Look through the records below for the line with "Ok(v) if v >= 1". Return that line and each one after it up to and including the line with "impl fmt::Display for AnonymityThreshold", exactly.

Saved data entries
++++++

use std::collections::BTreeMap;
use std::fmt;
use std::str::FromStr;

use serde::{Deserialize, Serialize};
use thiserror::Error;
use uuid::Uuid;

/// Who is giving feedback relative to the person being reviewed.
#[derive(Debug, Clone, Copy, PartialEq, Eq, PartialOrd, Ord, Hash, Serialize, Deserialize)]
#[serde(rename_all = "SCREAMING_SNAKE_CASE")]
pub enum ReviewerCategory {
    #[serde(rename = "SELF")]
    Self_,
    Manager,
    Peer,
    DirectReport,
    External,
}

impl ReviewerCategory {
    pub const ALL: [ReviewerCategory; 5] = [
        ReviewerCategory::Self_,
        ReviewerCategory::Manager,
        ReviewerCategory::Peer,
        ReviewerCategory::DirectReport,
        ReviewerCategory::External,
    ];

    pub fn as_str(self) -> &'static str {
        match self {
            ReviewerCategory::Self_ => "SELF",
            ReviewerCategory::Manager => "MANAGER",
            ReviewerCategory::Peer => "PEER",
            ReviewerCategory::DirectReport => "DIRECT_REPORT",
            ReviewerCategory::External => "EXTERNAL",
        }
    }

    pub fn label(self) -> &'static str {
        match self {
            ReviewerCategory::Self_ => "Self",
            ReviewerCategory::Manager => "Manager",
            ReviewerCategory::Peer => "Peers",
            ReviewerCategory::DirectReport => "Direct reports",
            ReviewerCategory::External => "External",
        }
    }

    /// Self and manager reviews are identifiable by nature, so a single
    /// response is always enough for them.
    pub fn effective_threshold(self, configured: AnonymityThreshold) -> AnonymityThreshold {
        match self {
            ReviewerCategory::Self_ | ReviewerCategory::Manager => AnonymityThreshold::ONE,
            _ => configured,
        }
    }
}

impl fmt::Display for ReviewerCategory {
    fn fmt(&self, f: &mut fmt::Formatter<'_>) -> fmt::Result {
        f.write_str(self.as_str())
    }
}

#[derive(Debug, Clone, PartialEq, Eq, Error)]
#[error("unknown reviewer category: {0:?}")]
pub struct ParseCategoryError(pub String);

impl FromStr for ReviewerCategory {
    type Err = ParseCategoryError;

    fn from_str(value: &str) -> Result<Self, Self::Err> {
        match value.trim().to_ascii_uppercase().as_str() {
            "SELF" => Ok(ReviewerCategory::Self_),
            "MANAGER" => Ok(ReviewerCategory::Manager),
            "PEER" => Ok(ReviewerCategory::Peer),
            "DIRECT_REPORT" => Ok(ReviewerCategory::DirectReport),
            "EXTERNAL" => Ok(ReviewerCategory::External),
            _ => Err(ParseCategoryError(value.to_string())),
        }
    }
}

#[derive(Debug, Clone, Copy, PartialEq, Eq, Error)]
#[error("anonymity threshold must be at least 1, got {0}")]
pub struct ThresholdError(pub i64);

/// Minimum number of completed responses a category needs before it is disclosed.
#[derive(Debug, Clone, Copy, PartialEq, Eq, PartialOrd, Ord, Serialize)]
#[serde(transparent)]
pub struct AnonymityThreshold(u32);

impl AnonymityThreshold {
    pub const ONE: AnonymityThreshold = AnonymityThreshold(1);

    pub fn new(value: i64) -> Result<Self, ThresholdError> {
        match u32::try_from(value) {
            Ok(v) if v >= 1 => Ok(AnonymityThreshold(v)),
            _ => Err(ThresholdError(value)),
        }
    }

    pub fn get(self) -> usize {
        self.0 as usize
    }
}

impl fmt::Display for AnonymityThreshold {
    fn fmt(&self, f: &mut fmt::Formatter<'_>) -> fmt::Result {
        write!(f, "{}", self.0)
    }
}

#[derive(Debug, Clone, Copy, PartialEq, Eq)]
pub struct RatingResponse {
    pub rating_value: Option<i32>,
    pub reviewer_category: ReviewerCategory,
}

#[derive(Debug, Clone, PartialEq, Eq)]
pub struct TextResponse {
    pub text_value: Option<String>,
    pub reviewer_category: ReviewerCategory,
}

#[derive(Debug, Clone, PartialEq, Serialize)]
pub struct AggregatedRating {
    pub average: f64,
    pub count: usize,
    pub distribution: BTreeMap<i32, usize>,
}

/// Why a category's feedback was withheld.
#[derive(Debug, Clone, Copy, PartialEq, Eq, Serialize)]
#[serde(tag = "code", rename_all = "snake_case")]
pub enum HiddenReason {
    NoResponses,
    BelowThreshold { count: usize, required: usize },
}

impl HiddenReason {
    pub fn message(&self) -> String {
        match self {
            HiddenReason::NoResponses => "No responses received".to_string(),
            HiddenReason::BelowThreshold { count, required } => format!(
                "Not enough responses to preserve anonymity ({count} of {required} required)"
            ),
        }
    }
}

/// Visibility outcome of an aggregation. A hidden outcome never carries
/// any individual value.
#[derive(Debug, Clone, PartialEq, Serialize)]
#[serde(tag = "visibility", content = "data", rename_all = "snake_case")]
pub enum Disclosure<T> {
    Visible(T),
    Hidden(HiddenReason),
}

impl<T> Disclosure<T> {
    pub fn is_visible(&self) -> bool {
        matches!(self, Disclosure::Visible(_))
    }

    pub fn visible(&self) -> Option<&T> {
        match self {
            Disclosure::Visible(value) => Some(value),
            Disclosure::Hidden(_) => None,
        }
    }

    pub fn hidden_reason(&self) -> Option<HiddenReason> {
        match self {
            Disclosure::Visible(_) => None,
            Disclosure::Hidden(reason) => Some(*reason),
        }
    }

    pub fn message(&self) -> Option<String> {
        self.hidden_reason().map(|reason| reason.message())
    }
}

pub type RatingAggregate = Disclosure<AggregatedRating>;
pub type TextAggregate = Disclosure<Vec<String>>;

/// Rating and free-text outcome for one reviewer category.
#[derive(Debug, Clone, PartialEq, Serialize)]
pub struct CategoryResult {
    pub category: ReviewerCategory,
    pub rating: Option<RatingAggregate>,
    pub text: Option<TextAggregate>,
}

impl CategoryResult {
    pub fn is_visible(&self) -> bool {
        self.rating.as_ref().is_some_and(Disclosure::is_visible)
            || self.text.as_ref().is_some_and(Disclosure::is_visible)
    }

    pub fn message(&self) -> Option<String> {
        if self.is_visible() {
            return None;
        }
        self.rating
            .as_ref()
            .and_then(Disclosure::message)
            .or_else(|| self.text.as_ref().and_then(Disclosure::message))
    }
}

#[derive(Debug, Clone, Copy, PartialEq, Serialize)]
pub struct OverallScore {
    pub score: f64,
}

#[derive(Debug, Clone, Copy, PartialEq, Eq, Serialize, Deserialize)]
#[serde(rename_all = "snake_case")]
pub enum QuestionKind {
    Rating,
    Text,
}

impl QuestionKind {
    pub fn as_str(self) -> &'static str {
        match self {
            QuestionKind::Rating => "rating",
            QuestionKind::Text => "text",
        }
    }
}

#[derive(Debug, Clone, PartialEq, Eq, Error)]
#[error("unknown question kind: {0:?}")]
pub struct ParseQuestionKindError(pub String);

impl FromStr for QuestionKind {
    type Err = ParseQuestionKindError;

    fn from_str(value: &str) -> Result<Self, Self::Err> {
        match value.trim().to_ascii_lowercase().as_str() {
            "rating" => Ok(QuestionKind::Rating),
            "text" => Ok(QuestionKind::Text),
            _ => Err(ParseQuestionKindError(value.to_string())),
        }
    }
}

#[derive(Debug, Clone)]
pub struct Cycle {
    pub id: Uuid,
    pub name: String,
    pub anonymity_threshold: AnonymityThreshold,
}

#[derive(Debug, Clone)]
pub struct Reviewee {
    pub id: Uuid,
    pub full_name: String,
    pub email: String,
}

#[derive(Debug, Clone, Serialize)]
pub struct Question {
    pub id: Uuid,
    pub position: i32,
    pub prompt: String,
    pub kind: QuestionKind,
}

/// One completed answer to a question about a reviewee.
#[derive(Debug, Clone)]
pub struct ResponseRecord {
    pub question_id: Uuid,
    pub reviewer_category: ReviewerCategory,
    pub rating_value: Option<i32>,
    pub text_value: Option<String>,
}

++++++

Written response
            Ok(v) if v >= 1 => Ok(AnonymityThreshold(v)),
            _ => Err(ThresholdError(value)),
        }
    }

    pub fn get(self) -> usize {
        self.0 as usize
    }
}

impl fmt::Display for AnonymityThreshold {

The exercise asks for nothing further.